2002 Denver Annual Meeting (October 27-30, 2002)

Paper No. 13
Presentation Time: 4:45 PM

VALIDATION OF THE CONCEPTUAL MODEL FOR VADOSE-ZONE FLOW AND TRANSPORT BENEATH THE PAJARITO PLATEAU, LOS ALAMOS, NEW MEXICO


BIRDSELL, Kay H., EES-6, Los Alamos National laboratory, MS T-003, Los Alamos, NM 87545, ROBINSON, Bruce A., STAUFFER, Philip H. and BROXTON, David E., khb@lanl.gov

The Pajarito Plateau in northern New Mexico, on which the Los Alamos National Laboratory (LANL) is situated, is characterized by a deep vadose zone overlying the regional aquifer of the Espanola Basin. In this study, conceptual models of vadose-zone flow and transport processes are developed through the interpretation of field data and synthesis with numerical models.
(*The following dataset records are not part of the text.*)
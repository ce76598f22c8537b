//! Two-way lookup between UI button names and device control IDs.
//!
//! The UI speaks in button names (`"start"`, `"button_3"`); the device speaks
//! in control IDs (`"14"`, `"3"`).  A device's layout maps the former to the
//! latter.  [`LayoutIndex`] precomputes the reverse direction once so both
//! lookups are O(1) until the layout changes.
//!
//! A layout is expected to be a bijection but nothing enforces it.  When two
//! buttons share a control ID, reverse lookup returns the first button in
//! name order and a warning is logged.

use std::collections::HashMap;

use tracing::warn;

use super::device::Layout;

/// Forward and reverse index over one layout.
#[derive(Debug, Clone, Default)]
pub struct LayoutIndex {
    by_button: HashMap<String, String>,
    by_control: HashMap<String, String>,
}

impl LayoutIndex {
    /// Indexes `layout`.  Rebuild the index whenever the layout changes.
    pub fn new(layout: &Layout) -> Self {
        let mut by_control: HashMap<String, String> = HashMap::with_capacity(layout.len());

        // BTreeMap iteration is sorted by button name, which makes the
        // collision winner stable.
        for (button, control) in layout {
            if let Some(existing) = by_control.get(control) {
                warn!(
                    control_id = %control,
                    kept = %existing,
                    ignored = %button,
                    "layout maps two buttons to one control"
                );
                continue;
            }
            by_control.insert(control.clone(), button.clone());
        }

        Self {
            by_button: layout.iter().map(|(b, c)| (b.clone(), c.clone())).collect(),
            by_control,
        }
    }

    /// Control ID for a UI button name.
    pub fn control_for(&self, button: &str) -> Option<&str> {
        self.by_button.get(button).map(String::as_str)
    }

    /// UI button name for a control ID.
    pub fn button_for(&self, control_id: &str) -> Option<&str> {
        self.by_control.get(control_id).map(String::as_str)
    }

    /// Number of buttons in the layout.
    pub fn len(&self) -> usize {
        self.by_button.len()
    }

    pub fn is_empty(&self) -> bool {
        self.by_button.is_empty()
    }
}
The types of data incorporated into the development of the conceptual model include moisture content and pore-water chemical compositions in borehole samples, a fluid injection experiment with monitoring of moisture plume migration, contaminant concentration distributions, air permeability testing, and downhole air pressure responses to barometric signals. The observations include sites under natural conditions and sites experiencing periods of enhanced water application due to surface disturbances resulting from LANL facilities. The key conceptual model elements describe percolation of water through both fractured and relatively unfractured volcanic tuffs, buried sedimentary formations and basalts. The conceptual model differentiates the rate of these processes by their location and surface hydrologic setting, including wet and dry canyons, natural mesas and disturbed mesas. Infiltration beneath wet canyons is the highest with rates on the order of meters per year (100 - 1000 mm/yr). Transport to the regional aquifer beneath wet canyons is on the order of decades to hundreds of years, depending on the thicknesses of the various hydrostratigraphic layers. Perched water is typically found beneath wetter canyons, resulting from low-permeability units such as unfractured regions of the basalt flows and buried soils. Percolation through the volcanic tuffs is generally considered to be via matrix-dominated flow, whereas fracture flow may play a key role in contaminant transport through basalt units beneath wet canyons. Infiltration beneath dry canyons and dry mesas is much slower (ten mm/yr or less), yielding transport times to the aquifer of hundreds to several thousands of years. However, long-term surface disturbances at mesa-top locations may alter infiltration rates such that at a local scale, they approach those of wetter canyons.